Forgiveness is a silent character that looms large in Ellie Foumbi’s debut feature, Our Father, The Devil. It hovers offscreen for the most of the time, as it vies with revenge for a place in the life of lead character, Marie, but its presence is undeniable throughout the director’s captivating psychological thriller.
For Cameroon-born Foumbi, the idea of forgiveness – of moving forward in the face of devastating tragedy and vicious circumstance – has long been on her mind. Her father’s work at the United Nations, finding aid and rehabilitation for former child soldiers, led her to wonder how it’s possible to ever recover from such pain and start life over anew. After researching the subject and talking to survivors, she penned the script for Our Father, The Devil, a film that pulls apart ideas of redemption, fear, faith, friendship, and so much more.

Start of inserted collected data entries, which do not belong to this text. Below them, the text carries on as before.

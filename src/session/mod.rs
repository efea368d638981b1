//! Sessions: a series of games against the computer.
//!
//! A `Session` owns the only RNG in play. It resolves the AI seat at the
//! start of each game, drives the engine by asking agents for answers, and
//! keeps the running scoreboard.
//!
//! ## Usage
//!
//! ```rust
//! use quantum_ttt::engine::NullPresenter;
//! use quantum_ttt::search::SearchConfig;
//! use quantum_ttt::session::{AiSeat, SearchAgent, Session, SessionConfig};
//!
//! let config = SessionConfig::default()
//!     .with_seed(7)
//!     .with_ai_seat(AiSeat::Random)
//!     .with_search(SearchConfig::default().with_max_depth(1));
//! let mut session = Session::new(config);
//!
//! let mut opponent = SearchAgent::new(SearchConfig::default().with_max_depth(1));
//! let record = session.play_game(&mut opponent, &mut NullPresenter).unwrap();
//!
//! assert_eq!(session.scoreboard().games(), 1);
//! assert!(record.ai_player.is_some());
//! ```

pub mod agent;
pub mod config;
pub mod scoreboard;

pub use agent::{Agent, ScriptedAgent, SearchAgent};
pub use config::{AiSeat, SessionConfig};
pub use scoreboard::{points_for, Scoreboard};

use im::Vector;
use thiserror::Error;
use tracing::info;

use crate::core::{GameRng, MoveRecord, Player};
use crate::engine::{GameEngine, Presenter, TurnError, TurnPhase};
use crate::rules::WinClassification;

/// Why a game could not be played to the end.
#[derive(Error, Debug, Clone, PartialEq, Eq)]
#[non_exhaustive]
pub enum SessionError {
    #[error("{player} gave no answer in round {round}")]
    Forfeit { player: Player, round: u32 },

    #[error("{player} gave an invalid answer: {source}")]
    InvalidAnswer {
        player: Player,
        #[source]
        source: TurnError,
    },
}

/// Summary of one finished game.
#[derive(Clone, Debug, PartialEq)]
pub struct GameRecord {
    /// The seat the computer played, if any.
    pub ai_player: Option<Player>,
    pub outcome: WinClassification,
    /// Rounds played.
    pub rounds: u32,
    pub history: Vector<MoveRecord>,
}

/// A series of games with a shared RNG and scoreboard.
#[derive(Debug)]
pub struct Session {
    config: SessionConfig,
    rng: GameRng,
    ai: SearchAgent,
    scoreboard: Scoreboard,
}

impl Session {
    pub fn new(config: SessionConfig) -> Self {
        Self {
            rng: GameRng::new(config.seed),
            ai: SearchAgent::new(config.search.clone()),
            scoreboard: Scoreboard::new(),
            config,
        }
    }

    #[must_use]
    pub fn config(&self) -> &SessionConfig {
        &self.config
    }

    #[must_use]
    pub fn scoreboard(&self) -> &Scoreboard {
        &self.scoreboard
    }

    /// The session RNG, e.g. to fork a stream for `spawn_search`.
    pub fn rng_mut(&mut self) -> &mut GameRng {
        &mut self.rng
    }

    /// Decide which seat the computer takes in the next game.
    pub fn next_ai_seat(&mut self) -> Option<Player> {
        match self.config.ai_seat {
            AiSeat::None => None,
            AiSeat::Fixed(player) => Some(player),
            AiSeat::Random => Some(self.rng.coin_flip()),
        }
    }

    /// Play one game: the computer takes its seat, `opponent` the other
    /// (or both, when there is no AI seat).
    pub fn play_game(
        &mut self,
        opponent: &mut dyn Agent,
        presenter: &mut dyn Presenter,
    ) -> Result<GameRecord, SessionError> {
        let ai_player = self.next_ai_seat();
        info!(ai = ?ai_player, game = self.scoreboard.games() + 1, "new game");

        let mut ai = std::mem::take(&mut self.ai);
        let result = match ai_player {
            Some(Player::O) => self.play_match(&mut ai, opponent, presenter),
            Some(Player::X) => self.play_match(opponent, &mut ai, presenter),
            None => self.play_solo(opponent, presenter),
        };
        self.ai = ai;

        let mut record = result?;
        record.ai_player = ai_player;
        Ok(record)
    }

    /// Play one game between two agents and record the result.
    pub fn play_match(
        &mut self,
        o: &mut dyn Agent,
        x: &mut dyn Agent,
        presenter: &mut dyn Presenter,
    ) -> Result<GameRecord, SessionError> {
        let mut engine = GameEngine::new();
        engine.start(presenter);

        let outcome = loop {
            let phase = engine.phase();
            let agent: &mut dyn Agent = match phase.awaiting() {
                Some(Player::O) => &mut *o,
                Some(Player::X) => &mut *x,
                None => match phase {
                    TurnPhase::GameOver(outcome) => break outcome,
                    _ => unreachable!("engine idle outside a game: {phase:?}"),
                },
            };
            self.answer(&mut engine, agent, presenter)?;
        };

        Ok(self.finish(&engine, outcome))
    }

    fn play_solo(
        &mut self,
        agent: &mut dyn Agent,
        presenter: &mut dyn Presenter,
    ) -> Result<GameRecord, SessionError> {
        let mut engine = GameEngine::new();
        engine.start(presenter);

        let outcome = loop {
            if let TurnPhase::GameOver(outcome) = engine.phase() {
                break outcome;
            }
            self.answer(&mut engine, agent, presenter)?;
        };

        Ok(self.finish(&engine, outcome))
    }

    /// Ask `agent` for the outstanding answer and hand it to the engine.
    fn answer(
        &mut self,
        engine: &mut GameEngine,
        agent: &mut dyn Agent,
        presenter: &mut dyn Presenter,
    ) -> Result<(), SessionError> {
        let round = engine.state().count();
        let invalid = |player, source| SessionError::InvalidAnswer { player, source };

        match engine.phase() {
            TurnPhase::AwaitingQuantumMove { player } => {
                let (a, b) = agent
                    .choose_placement(engine.state(), &mut self.rng)
                    .ok_or(SessionError::Forfeit { player, round })?;
                engine
                    .complete_placement(a, b, presenter)
                    .map_err(|e| invalid(player, e))
            }
            TurnPhase::AwaitingCollapseChoice { player, between, .. } => {
                let position = agent
                    .choose_collapse(engine.state(), between, &mut self.rng)
                    .ok_or(SessionError::Forfeit { player, round })?;
                engine
                    .complete_collapse(position, presenter)
                    .map_err(|e| invalid(player, e))
            }
            phase => unreachable!("no request outstanding: {phase:?}"),
        }
    }

    fn finish(&mut self, engine: &GameEngine, outcome: WinClassification) -> GameRecord {
        self.scoreboard.record(outcome);
        info!(
            %outcome,
            o = self.scoreboard.points(Player::O),
            x = self.scoreboard.points(Player::X),
            draws = self.scoreboard.draws(),
            "scoreboard"
        );

        GameRecord {
            ai_player: None,
            outcome,
            rounds: engine.state().count(),
            history: engine.state().history().clone(),
        }
    }
}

In Marie, a former child soldier living in a remote French village, Foumbi has a conduit to explore these themes on a visceral level. Played with sharp poignancy by Guinea Bissau-born Belgian actress Babetida Sadjo, Marie has learnt to suppress her past, wearing black lipstick and holding down a job as head chef at a care facility. Nothing can shake the fortress she’s built to contain her emotions. Nothing, that is, until a priest who looks awfully similar to the man who once recruited her for his army comes back into her life.
Ellie Foumbi on set of 'Our Father, The Devil,' with co-stars Babetida Sadjo, who plays Marie, and Jennifer Tchiakpe, who plays Nadia.
“Working together [with Babetida] on this film was life changing for me,” Foumbi tells OkayAfrica, via Zoom, “because she is such an intuitive actor. She is so smart. She added so much; she breathed life into this character in a way that I even couldn't imagine possible.”
Sadjo, who won Belgium’s highest acting honor, an Ensor Award, for the 2014 thriller, Waste Land, draws the audience in, gripped as we follow the choices her character makes. When faced with the opportunity for confrontation, for vengeance, for closure by any means necessary, will she take it? Will she give in to the tease of redemption? Or can forgiveness make its voice heard amongst all the noise?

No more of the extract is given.